■ What is needed: Report the tally of lines in the material below that have the string "HashMap", with no other output.

■ Extracted entries:
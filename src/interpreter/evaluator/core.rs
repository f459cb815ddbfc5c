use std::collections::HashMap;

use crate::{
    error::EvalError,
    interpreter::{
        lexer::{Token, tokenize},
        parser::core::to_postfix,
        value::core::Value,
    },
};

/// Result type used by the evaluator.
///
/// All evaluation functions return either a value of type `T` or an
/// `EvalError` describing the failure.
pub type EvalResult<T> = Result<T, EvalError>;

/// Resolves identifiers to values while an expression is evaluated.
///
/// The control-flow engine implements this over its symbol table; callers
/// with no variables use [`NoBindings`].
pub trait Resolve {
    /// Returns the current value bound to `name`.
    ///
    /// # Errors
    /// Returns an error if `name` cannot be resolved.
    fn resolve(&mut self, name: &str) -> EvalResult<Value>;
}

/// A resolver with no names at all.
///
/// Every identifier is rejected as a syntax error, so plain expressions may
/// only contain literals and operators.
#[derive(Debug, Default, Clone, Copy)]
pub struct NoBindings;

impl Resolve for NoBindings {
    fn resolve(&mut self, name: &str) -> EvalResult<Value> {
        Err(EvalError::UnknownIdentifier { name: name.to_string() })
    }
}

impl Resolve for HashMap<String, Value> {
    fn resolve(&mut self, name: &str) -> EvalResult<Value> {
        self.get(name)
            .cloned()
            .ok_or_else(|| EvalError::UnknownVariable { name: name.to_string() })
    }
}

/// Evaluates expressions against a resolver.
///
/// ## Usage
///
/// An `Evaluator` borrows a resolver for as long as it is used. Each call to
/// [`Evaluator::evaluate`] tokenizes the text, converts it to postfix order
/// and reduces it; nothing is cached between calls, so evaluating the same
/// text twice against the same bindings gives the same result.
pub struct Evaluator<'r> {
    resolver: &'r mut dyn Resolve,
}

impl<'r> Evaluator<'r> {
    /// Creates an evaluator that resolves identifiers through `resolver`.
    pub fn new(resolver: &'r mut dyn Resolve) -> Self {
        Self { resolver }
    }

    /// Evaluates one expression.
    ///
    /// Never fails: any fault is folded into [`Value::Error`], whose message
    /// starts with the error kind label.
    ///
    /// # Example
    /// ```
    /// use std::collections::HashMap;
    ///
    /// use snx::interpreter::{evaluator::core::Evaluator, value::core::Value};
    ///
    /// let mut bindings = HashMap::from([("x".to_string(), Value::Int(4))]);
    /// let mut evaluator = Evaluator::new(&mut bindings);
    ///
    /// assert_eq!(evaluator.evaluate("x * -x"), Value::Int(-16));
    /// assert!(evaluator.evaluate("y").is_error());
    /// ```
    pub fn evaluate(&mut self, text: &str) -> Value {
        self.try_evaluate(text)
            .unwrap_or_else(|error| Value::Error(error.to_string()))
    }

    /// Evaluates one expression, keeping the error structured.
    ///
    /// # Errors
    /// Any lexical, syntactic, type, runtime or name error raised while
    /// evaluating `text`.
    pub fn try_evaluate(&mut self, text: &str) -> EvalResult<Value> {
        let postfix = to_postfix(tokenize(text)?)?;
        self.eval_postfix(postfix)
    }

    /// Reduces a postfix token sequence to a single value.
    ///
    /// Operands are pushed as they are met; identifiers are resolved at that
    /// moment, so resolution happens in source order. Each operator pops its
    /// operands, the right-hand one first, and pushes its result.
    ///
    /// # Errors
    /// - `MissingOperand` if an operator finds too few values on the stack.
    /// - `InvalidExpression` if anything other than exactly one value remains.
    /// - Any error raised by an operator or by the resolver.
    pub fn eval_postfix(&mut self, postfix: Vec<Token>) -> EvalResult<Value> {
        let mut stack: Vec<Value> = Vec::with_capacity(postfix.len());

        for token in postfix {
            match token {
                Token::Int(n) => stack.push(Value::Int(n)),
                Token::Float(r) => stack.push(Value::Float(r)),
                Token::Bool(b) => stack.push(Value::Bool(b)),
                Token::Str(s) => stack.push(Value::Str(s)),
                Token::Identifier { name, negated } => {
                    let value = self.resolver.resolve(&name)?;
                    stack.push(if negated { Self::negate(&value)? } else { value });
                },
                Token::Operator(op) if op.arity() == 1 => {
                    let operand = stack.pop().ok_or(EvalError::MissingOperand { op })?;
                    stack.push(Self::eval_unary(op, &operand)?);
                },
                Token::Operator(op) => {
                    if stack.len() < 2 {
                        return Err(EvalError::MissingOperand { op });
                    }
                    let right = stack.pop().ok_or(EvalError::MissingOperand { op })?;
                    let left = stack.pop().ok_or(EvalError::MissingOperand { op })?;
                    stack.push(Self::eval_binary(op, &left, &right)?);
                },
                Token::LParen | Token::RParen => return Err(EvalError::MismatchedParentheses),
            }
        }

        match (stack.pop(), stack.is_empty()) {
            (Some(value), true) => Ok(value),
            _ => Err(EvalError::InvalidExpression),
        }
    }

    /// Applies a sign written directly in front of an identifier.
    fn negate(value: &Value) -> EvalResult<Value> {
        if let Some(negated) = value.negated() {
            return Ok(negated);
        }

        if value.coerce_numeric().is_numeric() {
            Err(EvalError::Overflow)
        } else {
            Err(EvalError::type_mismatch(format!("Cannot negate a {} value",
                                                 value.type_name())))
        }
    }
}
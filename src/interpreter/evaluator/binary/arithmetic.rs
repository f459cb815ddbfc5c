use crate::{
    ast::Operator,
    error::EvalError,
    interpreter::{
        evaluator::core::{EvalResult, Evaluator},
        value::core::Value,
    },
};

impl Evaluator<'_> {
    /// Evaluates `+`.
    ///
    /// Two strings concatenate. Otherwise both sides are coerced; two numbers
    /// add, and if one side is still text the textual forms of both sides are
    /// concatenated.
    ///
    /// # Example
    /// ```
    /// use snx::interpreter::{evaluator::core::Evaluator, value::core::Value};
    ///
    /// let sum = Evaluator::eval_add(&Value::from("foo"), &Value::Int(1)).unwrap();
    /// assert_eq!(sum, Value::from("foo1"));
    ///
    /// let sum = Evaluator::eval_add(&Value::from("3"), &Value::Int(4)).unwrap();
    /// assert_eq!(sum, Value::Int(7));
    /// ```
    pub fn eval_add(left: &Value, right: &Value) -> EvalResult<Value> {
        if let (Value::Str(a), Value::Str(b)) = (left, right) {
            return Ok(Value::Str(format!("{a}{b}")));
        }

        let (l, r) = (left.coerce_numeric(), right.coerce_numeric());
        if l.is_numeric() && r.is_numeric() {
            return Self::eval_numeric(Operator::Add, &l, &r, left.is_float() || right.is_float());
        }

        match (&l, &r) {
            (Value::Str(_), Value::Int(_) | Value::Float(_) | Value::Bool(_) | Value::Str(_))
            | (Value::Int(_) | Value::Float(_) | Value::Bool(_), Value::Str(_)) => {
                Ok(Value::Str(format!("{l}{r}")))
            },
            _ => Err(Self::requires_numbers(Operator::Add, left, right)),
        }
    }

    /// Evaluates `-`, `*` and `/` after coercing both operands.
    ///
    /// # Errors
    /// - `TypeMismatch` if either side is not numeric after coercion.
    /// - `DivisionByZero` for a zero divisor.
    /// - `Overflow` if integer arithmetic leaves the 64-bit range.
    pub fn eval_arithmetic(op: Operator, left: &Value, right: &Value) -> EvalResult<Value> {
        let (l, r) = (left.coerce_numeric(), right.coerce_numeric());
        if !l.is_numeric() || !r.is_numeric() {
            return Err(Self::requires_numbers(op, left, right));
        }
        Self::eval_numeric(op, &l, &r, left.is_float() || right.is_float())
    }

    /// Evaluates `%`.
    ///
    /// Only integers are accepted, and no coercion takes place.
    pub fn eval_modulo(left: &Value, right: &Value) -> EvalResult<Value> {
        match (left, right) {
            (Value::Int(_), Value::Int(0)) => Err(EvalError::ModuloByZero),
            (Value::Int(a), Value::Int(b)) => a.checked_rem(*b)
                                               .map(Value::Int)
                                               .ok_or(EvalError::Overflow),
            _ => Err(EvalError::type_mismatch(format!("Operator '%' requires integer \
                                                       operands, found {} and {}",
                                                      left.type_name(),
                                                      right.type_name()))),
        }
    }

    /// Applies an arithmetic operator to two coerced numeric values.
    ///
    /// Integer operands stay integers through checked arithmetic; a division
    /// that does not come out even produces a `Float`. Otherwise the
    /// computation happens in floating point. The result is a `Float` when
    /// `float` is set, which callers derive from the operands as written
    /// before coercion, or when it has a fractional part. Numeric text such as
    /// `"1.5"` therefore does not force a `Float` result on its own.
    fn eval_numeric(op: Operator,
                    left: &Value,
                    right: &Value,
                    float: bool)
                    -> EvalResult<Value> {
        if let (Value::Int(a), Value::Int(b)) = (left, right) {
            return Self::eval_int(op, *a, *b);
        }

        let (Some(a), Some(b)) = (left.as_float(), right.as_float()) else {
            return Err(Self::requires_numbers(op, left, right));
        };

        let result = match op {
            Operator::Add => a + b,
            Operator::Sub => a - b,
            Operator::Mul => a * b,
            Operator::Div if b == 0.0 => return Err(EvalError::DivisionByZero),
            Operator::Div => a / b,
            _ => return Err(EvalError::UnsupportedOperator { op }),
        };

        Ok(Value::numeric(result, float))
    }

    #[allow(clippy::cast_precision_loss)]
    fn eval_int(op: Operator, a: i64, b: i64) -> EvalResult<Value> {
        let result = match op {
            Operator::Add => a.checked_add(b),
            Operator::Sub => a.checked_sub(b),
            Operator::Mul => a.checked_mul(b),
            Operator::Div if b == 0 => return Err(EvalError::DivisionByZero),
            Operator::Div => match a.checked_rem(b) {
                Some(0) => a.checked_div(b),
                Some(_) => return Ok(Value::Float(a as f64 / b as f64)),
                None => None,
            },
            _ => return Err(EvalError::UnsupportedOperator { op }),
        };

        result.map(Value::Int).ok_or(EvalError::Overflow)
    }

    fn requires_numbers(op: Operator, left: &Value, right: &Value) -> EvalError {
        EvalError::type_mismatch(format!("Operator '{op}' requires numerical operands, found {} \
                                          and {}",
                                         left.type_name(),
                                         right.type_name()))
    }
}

■ Final answer: 4